水野から報告を受けた西山は睨むように言った。

「キャンペーン?」

「はい、通常運用ではクリアできるパーティは1つだけですが、3位までクリアできるキャンペーンモードが実装されているそうです」

「なぜ今まで確認できなかった」

「プログラム担当者の作業進捗報告に不備がありました。よって、まだ実装されていないとの認識だったようです」

「ふざけるな!すでに一部の被験者には胃瘻とストーマの外科処置を行ってるんだ、今さら戻して済む話じゃないだろう」

「事故が起きてもう10日以上経過しています。この時点で説明などつきませんよ、それに既に死亡した5名について、3名を事故死、交際があった2人は恋愛のもつれによる殺人と自殺、それぞれ処理しているではないですか」

「記憶などどうにでもなる。ただ身体に残した傷痕はどうにもならんという事だ。アトラクター以外の5名についても同様の処理を想定して準備だけは進めている。彼らは実験アルバイトを欠席し、それについて問い合せる旨の記録も通信と郵便を過去の日付で作成済みだ。あとは事故なり事件なりの場所さえ選べば、警察も病院も全てが組織内で対処できる」

「いつもながら手際が良いですね」

「それは嫌味かね?」「君、この際だから言わせて貰おう。レギュレーターやフォーミュレーターばかりが脚光を浴びているが、処分したイマージャーやストラグラーの処置は誰が行っているか知らぬ訳ではないだろう」

「それは重々承知しています。我等のイデオロギーの根幹であり、優れた組織に必要なシステムです」

「ふん、で、彼らを戻してどうしようというのだね?もう後戻りはできない。彼らに存在してもらっては困るんだよ」

「それはわかっています」

「だったら、ゲームの中で死んだほうが苦しまなくて済むんじゃないのか?」

「彼らに覚醒処置を行ってみようと思います。覚醒者の力を手にし、覚醒者の存在を認識すれば、あるいは・・・」

「君は狂っているのかね!我々を恨みこそすれ協力するわけがないじゃないか。反対勢力になる可能性が高い者に覚醒者の力を与えてどうしようというんだ!そんなに覚醒施術を行いたいのか!」

「アトラクターは通常の覚醒者と違って施術者に対する依存度が非常に高いのです」

「その結果が№906の指示無視というわけかね」

「№906は優秀なアトラクターです。かならず原因があるはずです」

「しかし、事実として№906は事故対処の障害となっているじゃないか。いや、そんな事はどうでもいい。適正値もはっきりしない検体への施術を私は認めんよ。あまりにも危険すぎる」

「わかりました。しかし、キャンペーンは発動させてもらいます。彼らのあらゆる可能性を残すためには必要な対処ですので」

「勝手にしたまえ。しかし、瀧さんに承認を得てからだ」

「はい、承認は既に頂いております」

「くッ、だから私は君が嫌いなんだよ」

「申し訳ありません」


水野は自室に戻ると事務椅子に身体を預けて目を瞑った。


確かに瀧代表から承認を得ている事をあの場で告げる必要は無かった。

ネイバー№003を持つ西山は最古参のメンバーだ。彼は覚醒者ではあったが、覚醒レベルは決して高くは無い。しかし、組織の“汚れ仕事”を一手にこなしてきた彼は、功労者であるし、それなりの自負もあるに違いない。
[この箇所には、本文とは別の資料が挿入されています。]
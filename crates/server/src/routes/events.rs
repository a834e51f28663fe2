//! Analytics event route handlers.
//!
//! Events are fire-and-forget from the frontend's point of view: anything
//! well-formed is appended, and aggregation happens at read time for the
//! admin stats endpoint.

use axum::{Json, extract::State, http::StatusCode};
use serde::Deserialize;
use tracing::instrument;

use crate::error::{AppError, Result};
use crate::middleware::{ApiJson, RequireAdmin};
use crate::models::{EventMetadata, EventStat};
use crate::routes::Ack;
use crate::state::AppState;

/// Event submission body.
#[derive(Debug, Deserialize)]
pub struct EventRequest {
    #[serde(rename = "eventType")]
    pub event_type: String,
    pub page: String,
    #[serde(default)]
    pub metadata: Option<EventMetadata>,
}

/// Record an analytics event.
///
/// POST /api/events
#[instrument(skip_all, fields(event_type = %event.event_type, page = %event.page))]
pub async fn record(
    State(state): State<AppState>,
    ApiJson(event): ApiJson<EventRequest>,
) -> Result<(StatusCode, Json<Ack>)> {
    if event.event_type.trim().is_empty() {
        return Err(AppError::Validation("eventType is required".to_string()));
    }
    if event.page.trim().is_empty() {
        return Err(AppError::Validation("page is required".to_string()));
    }

    let metadata = event.metadata.unwrap_or_default();
    state
        .store()
        .log_event(&event.event_type, &event.page, &metadata)
        .await?;

    Ok((StatusCode::CREATED, Json(Ack::OK)))
}

/// Event counts grouped by type and UTC day, most recent day first.
///
/// GET /api/events/stats (admin)
#[instrument(skip_all, fields(admin = %admin.username))]
pub async fn stats(
    State(state): State<AppState>,
    RequireAdmin(admin): RequireAdmin,
) -> Result<Json<Vec<EventStat>>> {
    let stats = state.store().event_stats().await?;
    Ok(Json(stats))
}
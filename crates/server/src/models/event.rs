//! Analytics event domain types.

use chrono::{DateTime, Utc};
use serde::{Deserialize, Serialize};

/// Free-form event metadata supplied by the client.
pub type EventMetadata = serde_json::Map<String, serde_json::Value>;

/// A recorded analytics event. Append-only; never updated or deleted.
#[derive(Debug, Clone)]
pub struct EventRecord {
    pub event_type: String,
    pub page: String,
    pub metadata: EventMetadata,
    pub timestamp: DateTime<Utc>,
}

/// Aggregated event counts grouped by (event type, UTC calendar day).
///
/// `day` is an ISO date string (`YYYY-MM-DD`). Day boundaries are UTC in both
/// store implementations.
#[derive(Debug, Clone, Serialize, Deserialize, PartialEq, Eq)]
pub struct EventStat {
    pub event_type: String,
    pub day: String,
    pub count: i64,
}
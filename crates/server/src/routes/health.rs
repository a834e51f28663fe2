//! Health and liveness handlers.

use axum::{Json, extract::State};
use serde::Serialize;

use crate::state::AppState;

/// Health check response.
#[derive(Debug, Serialize)]
pub struct HealthResponse {
    pub status: &'static str,
    /// Which storage backend is live: "sqlite" or "memory".
    pub adapter: &'static str,
    pub db: bool,
}

/// Health check with storage backend info.
///
/// GET /api/health
pub async fn health(State(state): State<AppState>) -> Json<HealthResponse> {
    let store = state.store();
    Json(HealthResponse {
        status: "ok",
        adapter: store.kind().as_str(),
        db: store.is_ready(),
    })
}

/// Bare liveness probe.
///
/// GET /api/ping
pub async fn ping() -> &'static str {
    "pong"
}
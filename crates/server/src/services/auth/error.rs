//! Authentication error types.

use thiserror::Error;

use crate::store::StoreError;

/// Errors that can occur during authentication operations.
#[derive(Debug, Error)]
pub enum AuthError {
    /// Wrong password or unknown username. Never reveals which.
    #[error("invalid credentials")]
    InvalidCredentials,

    /// Token failed signature or expiry verification.
    #[error("invalid or expired token")]
    InvalidToken,

    /// Password hashing error.
    #[error("password hashing error")]
    PasswordHash,

    /// Token could not be signed.
    #[error("token signing error")]
    TokenSigning,

    /// Store error during a lookup.
    #[error("store error: {0}")]
    Store(#[from] StoreError),
}
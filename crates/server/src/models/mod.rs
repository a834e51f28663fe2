//! Domain types for the portfolio API.
//!
//! These types represent validated domain objects separate from database row
//! types. JSON encoding of list/map-valued project fields is an adapter
//! concern and never appears here.

pub mod contact;
pub mod event;
pub mod profile;
pub mod project;
pub mod user;

pub use contact::ContactRecord;
pub use event::{EventMetadata, EventRecord, EventStat};
pub use profile::{Profile, ProfilePatch};
pub use project::{NewProject, Project, ProjectLinks};
pub use user::User;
№002が欠番となっている現在、組織の実質的なナンバー2といっても良いだろう。

しかし、彼には人望が無かった。彼の業績は認めつつも西山を認めない構成員も少なくない。

瀧代表は№002を欠番にする事で西山と西山以外を納得させているのだ。


西山は元々、警視庁キャリア組で非常に優秀な人物であった。彼は覚醒しなかった方が幸せだったに違いない。
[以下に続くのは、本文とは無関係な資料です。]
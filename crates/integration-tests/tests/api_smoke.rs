//! Smoke tests against a running server.
//!
//! These tests require:
//! - The server running (cargo run -p impact-server)
//! - `ADMIN_PASSWORD` set to the same value the server was started with
//!
//! Run with: cargo test -p impact-integration-tests -- --ignored

use reqwest::{Client, StatusCode};
use serde_json::{Value, json};

/// Base URL for the API (configurable via environment).
fn base_url() -> String {
    std::env::var("IMPACT_BASE_URL").unwrap_or_else(|_| "http://localhost:3000".to_string())
}

/// Admin password matching the running server's configuration.
fn admin_password() -> String {
    std::env::var("ADMIN_PASSWORD").expect("ADMIN_PASSWORD must be set for integration tests")
}

/// Test helper: Log in and return a bearer token.
async fn login(client: &Client) -> String {
    let base_url = base_url();
    let resp = client
        .post(format!("{base_url}/api/admin/login"))
        .json(&json!({ "username": "admin", "password": admin_password() }))
        .send()
        .await
        .expect("Failed to log in");

    assert_eq!(resp.status(), StatusCode::OK);
    let body: Value = resp.json().await.expect("Failed to parse login response");
    body["token"]
        .as_str()
        .expect("Login response carries a token")
        .to_string()
}

#[tokio::test]
#[ignore = "Requires running server"]
async fn test_health_and_ping() {
    let client = Client::new();
    let base_url = base_url();

    let resp = client
        .get(format!("{base_url}/api/health"))
        .send()
        .await
        .expect("Failed to get health");
    assert_eq!(resp.status(), StatusCode::OK);
    let body: Value = resp.json().await.expect("Failed to parse health body");
    assert_eq!(body["status"], "ok");
    assert!(body["adapter"] == "sqlite" || body["adapter"] == "memory");

    let resp = client
        .get(format!("{base_url}/api/ping"))
        .send()
        .await
        .expect("Failed to ping");
    assert_eq!(resp.text().await.expect("Failed to read ping body"), "pong");
}

#[tokio::test]
#[ignore = "Requires running server"]
async fn test_public_content_is_served() {
    let client = Client::new();
    let base_url = base_url();

    let resp = client
        .get(format!("{base_url}/api/profile"))
        .send()
        .await
        .expect("Failed to get profile");
    assert_eq!(resp.status(), StatusCode::OK);
    let profile: Value = resp.json().await.expect("Failed to parse profile");
    assert!(profile["name"].is_string());

    let resp = client
        .get(format!("{base_url}/api/projects"))
        .send()
        .await
        .expect("Failed to get projects");
    assert_eq!(resp.status(), StatusCode::OK);
    let projects: Value = resp.json().await.expect("Failed to parse projects");
    assert!(!projects.as_array().expect("Projects is an array").is_empty());
}

#[tokio::test]
#[ignore = "Requires running server and ADMIN_PASSWORD"]
async fn test_admin_login_and_protected_stats() {
    let client = Client::new();
    let base_url = base_url();

    // Without a token the stats endpoint refuses
    let resp = client
        .get(format!("{base_url}/api/events/stats"))
        .send()
        .await
        .expect("Failed to get stats");
    assert_eq!(resp.status(), StatusCode::UNAUTHORIZED);

    // With one it answers
    let token = login(&client).await;
    let resp = client
        .get(format!("{base_url}/api/events/stats"))
        .bearer_auth(token)
        .send()
        .await
        .expect("Failed to get stats with token");
    assert_eq!(resp.status(), StatusCode::OK);
}

#[tokio::test]
#[ignore = "Requires running server"]
async fn test_event_recording() {
    let client = Client::new();
    let base_url = base_url();

    let resp = client
        .post(format!("{base_url}/api/events"))
        .json(&json!({
            "eventType": "smoke_test",
            "page": "/integration",
            "metadata": { "suite": "api_smoke" }
        }))
        .send()
        .await
        .expect("Failed to record event");
    assert_eq!(resp.status(), StatusCode::CREATED);
}

#[tokio::test]
#[ignore = "Requires running server"]
async fn test_unknown_api_route_is_json_404() {
    let client = Client::new();
    let base_url = base_url();

    let resp = client
        .get(format!("{base_url}/api/nope"))
        .send()
        .await
        .expect("Failed to get unknown route");
    assert_eq!(resp.status(), StatusCode::NOT_FOUND);
    let body: Value = resp.json().await.expect("404 body is JSON");
    assert_eq!(body["error"], "API endpoint not found");
}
なぜなら、彼の覚醒レベルは低く、能力を大きく伸ばす事はできなかった。

ノーマルとして優秀だった彼は、覚醒者として平均的な能力でしかなかったのだ。

しかし、彼は覚醒に影響されない部分においても優秀だった。

彼の優秀さは目標への到達ルートである手段の発見と選択の早さ、そして何より躊躇無く実行することにあった。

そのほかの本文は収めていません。